Thorwarth sabe o seu tamanho e o de seu filme e não cai na armadilha fácil (e perigosa) de se aprofundar no componente político de “Céu Vermelho-Sangue”, deixando polêmicas acerca da deturpação real do islamismo, covardemente usado a fim de justificar toda sorte de barbáries em nome de Deus, para quem entende, como Greengrass, preferindo, acertadamente, se concentrar nos aspectos do funesto, seu lado Hellraiser — e é literalmente assombrosa a semelhança, proposital ou não, entre Nadja e Pinhead, a criatura sobre-humana que protagoniza o filme de Clive Barker.

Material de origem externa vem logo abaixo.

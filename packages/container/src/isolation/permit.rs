// ABOUTME: Builds the comma-separated destination list a container may reach
// ABOUTME: Resolves static permit values and dynamic values looked up in the agreement configuration payload

use serde_json::Value;

use crate::deployment::{DynamicPermitValue, Encoding, NetworkIsolation, OutboundPermitValue};
use crate::runtime::ContainerNetwork;
use crate::{ContainerError, Result};

/// Join every permit value, in declaration order, followed by the container's own `ip/prefix`.
pub fn generate_permitted_string(
    isolation: &NetworkIsolation,
    network: &ContainerNetwork,
    config_payload: &[u8],
) -> Result<String> {
    let mut payload: Option<Value> = None;
    let mut permitted = Vec::new();

    for value in isolation.outbound_permit_only.iter().flatten() {
        match value {
            OutboundPermitValue::Static(address) => permitted.push(address.clone()),
            OutboundPermitValue::Dynamic(dynamic) => {
                if dynamic.encoding != Encoding::Json {
                    return Err(ContainerError::UnsupportedEncoding(dynamic.encoding.to_string()));
                }

                if payload.is_none() {
                    let decoded = serde_json::from_slice(config_payload).map_err(|e| {
                        ContainerError::PermitValue(format!(
                            "configuration payload is not valid JSON: {}",
                            e
                        ))
                    })?;
                    payload = Some(decoded);
                }
                if let Some(decoded) = &payload {
                    permitted.push(resolve(dynamic, decoded)?);
                }
            }
        }
    }

    permitted.push(network.cidr());
    Ok(permitted.join(","))
}

/// Look up `dd_key` in the payload, decode its JSON string, then walk the dot path.
fn resolve(dynamic: &DynamicPermitValue, payload: &Value) -> Result<String> {
    let raw = payload
        .get(&dynamic.dd_key)
        .ok_or_else(|| {
            ContainerError::PermitValue(format!(
                "key {} not found in configuration payload",
                dynamic.dd_key
            ))
        })?
        .as_str()
        .ok_or_else(|| {
            ContainerError::PermitValue(format!(
                "value of {} is not a JSON encoded string",
                dynamic.dd_key
            ))
        })?;

    let decoded: Value = serde_json::from_str(raw).map_err(|e| {
        ContainerError::PermitValue(format!("unable to decode {}: {}", dynamic.dd_key, e))
    })?;

    let mut current = &decoded;
    for segment in dynamic.path.split('.').filter(|s| !s.is_empty()) {
        current = current
            .as_object()
            .and_then(|object| object.get(segment))
            .ok_or_else(|| {
                ContainerError::PermitValue(format!(
                    "path {} not found under {}",
                    dynamic.path, dynamic.dd_key
                ))
            })?;
    }

    match current {
        Value::String(s) => Ok(s.clone()),
        Value::Number(n) => Ok(n.to_string()),
        Value::Bool(b) => Ok(b.to_string()),
        other => Err(ContainerError::PermitValue(format!(
            "path {} under {} resolves to {}, not an address",
            dynamic.path, dynamic.dd_key, other
        ))),
    }
}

Poderia mesmo se dizer que desceram da mesma barca do inferno, com a sensível diferença de que a protagonista da produção de 2021 se mostra arrependida dos caminhos tortuosos de outrora, não se furta aos imperativos nietzschianos, mas também se determinara a retomar sua vida, não do ponto em que ela ainda era uma mulher como qualquer outra — porque isso se tornara impossível —, mas tendo clara a evidência de que os prazeres mundanos sempre são fugazes, por mais atraentes que pareçam. Nadja e Elias acabam por se separar, mas o garoto, enfim, aterrissa em solo estável, amparado por Farid, que cumpre uma promessa que fizera à mãe dele.

A história surpreende justamente na última sequência, aludindo a uma nuance pós-apocalíptica que ficara todo o tempo na superfície, ordeiramente, mas se revela um bom gancho a fim de se compreender o leitmotiv do filme, sem dúvida bem sacado. O fato do personagem de Koch terminar sem a mãe, dependendo da generosidade de um estranho que despertara nas autoridades que supervisionavam o voo desconfianças injustificadas, é um grande momento do cinema recente. Sem querer, “Céu Vermelho-Aangue” voa mais alto até do que desejaria.